Thoughts on advertisements in Ubuntu 12.10

Russell McOrmond russellmcormond at gmail.com
Mon Sep 24 14:26:37 UTC 2012


On Mon, Sep 24, 2012 at 10:02 AM, Mathieu Trudel-Lapierre
<mathieu.tl at gmail.com> wrote:
> Let's keep in mind that most people don't know about stuff being sent
> from their systems, and don't care, trusting developers to Do The
> Right Thing (tm) and not expose them to privacy or security issues.

  I don't think this is a "Right Thing", and it does go to a question
of trustworthiness of Canonical.

  While agree with you on the "dont know", I disagree with your
evaluation of "don't care".    I see this in politics all the time: I
consider the pretty mainstream concern about network neutrality, but
less mainstream concern about non-owner locks on our devices as part
of "DRM", to be one of those cases where people express concern where
understanding the threat requires less technical knowledge.


  Add on top of that that most people don't understand the level of
trust that they give to their chosen software vendors.

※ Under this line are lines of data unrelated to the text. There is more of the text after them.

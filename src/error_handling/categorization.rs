//! Error categorization.
//!
//! Maps `reqwest` failures onto the audit error taxonomy by walking the
//! error's source chain.

use std::error::Error as StdError;
use std::io;

use super::types::{AuditError, ConnectionErrorKind};

/// Iterates over an error and all of its causes.
///
/// `io::Error` hides a wrapped custom error from `source()`, so the wrapped
/// error is yielded explicitly after it.
fn causes<'a>(
    error: &'a (dyn StdError + 'static),
) -> impl Iterator<Item = &'a (dyn StdError + 'static)> {
    std::iter::successors(Some(error), |&cause| {
        match cause.downcast_ref::<io::Error>().and_then(|io| io.get_ref()) {
            Some(inner) => Some(inner as &(dyn StdError + 'static)),
            None => cause.source(),
        }
    })
}

/// Renders an error and its causes as a single `": "`-joined line.
///
/// Adjacent duplicates are dropped; wrappers often repeat their inner
/// error's message verbatim.
pub fn error_chain_message(error: &(dyn StdError + 'static)) -> String {
    let mut parts: Vec<String> = Vec::new();
    for cause in causes(error) {
        let text = cause.to_string();
        if parts.last() != Some(&text) {
            parts.push(text);
        }
    }
    parts.join(": ")
}

fn is_connection_refused(error: &(dyn StdError + 'static)) -> bool {
    causes(error).any(|cause| {
        cause
            .downcast_ref::<io::Error>()
            .is_some_and(|io| io.kind() == io::ErrorKind::ConnectionRefused)
    })
}

fn is_certificate_error(error: &(dyn StdError + 'static), message: &str) -> bool {
    let from_rustls = causes(error).any(|cause| {
        matches!(
            cause.downcast_ref::<rustls::Error>(),
            Some(rustls::Error::InvalidCertificate(_) | rustls::Error::NoCertificatesPresented)
        )
    });
    // reqwest may link a different rustls build than ours; fall back to the text.
    from_rustls || message.to_ascii_lowercase().contains("certificate")
}

/// Categorizes a `reqwest::Error` into an [`AuditError`].
///
/// Certificate failures only count as [`AuditError::Tls`] while certificate
/// validation is enabled; with validation off, any TLS failure is a
/// handshake problem and reported as unreachable.
///
/// # Arguments
///
/// * `url` - The URL the request was sent to
/// * `verify_tls_cert` - Whether certificate validation was enabled
/// * `error` - The `reqwest::Error` to categorize
pub fn categorize_reqwest_error(
    url: &str,
    verify_tls_cert: bool,
    error: &reqwest::Error,
) -> AuditError {
    let message = error_chain_message(error);
    let url = url.to_string();

    if error.is_builder() {
        return AuditError::InvalidRequest(message);
    }

    let kind = if error.is_timeout() {
        ConnectionErrorKind::Timeout
    } else if is_connection_refused(error) {
        ConnectionErrorKind::Refused
    } else if verify_tls_cert && error.is_connect() && is_certificate_error(error, &message) {
        return AuditError::Tls { url, message };
    } else {
        ConnectionErrorKind::Unreachable
    };

    AuditError::Connection { url, kind, message }
}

  In the comments some people questioned the suggestion that Canonical
effectively had root on every Ubuntu system.   This should be obvious:
apt-get runs as root, and thus a package (installer or binary, doesn't
matter) can do anything that root can do.  There are people who are
techie enough to be interested in that blog article who hadn't
realized that.

  The ability to scrutinize packages after-the-fact is there, so it
has a type of "Access to Information" attached to it to enable
accountability and transparency.   This will be much harder for this
external search where not only is the search engine getting additional
data, but so is Canonical.


  Ubuntu will still be fine for me as I can remove this "feature"
which I don't see any value in.  I still don't see it as a good choice
for less technical users who can't as easily evaluate for themselves
whether this is a "Right Thing" for them.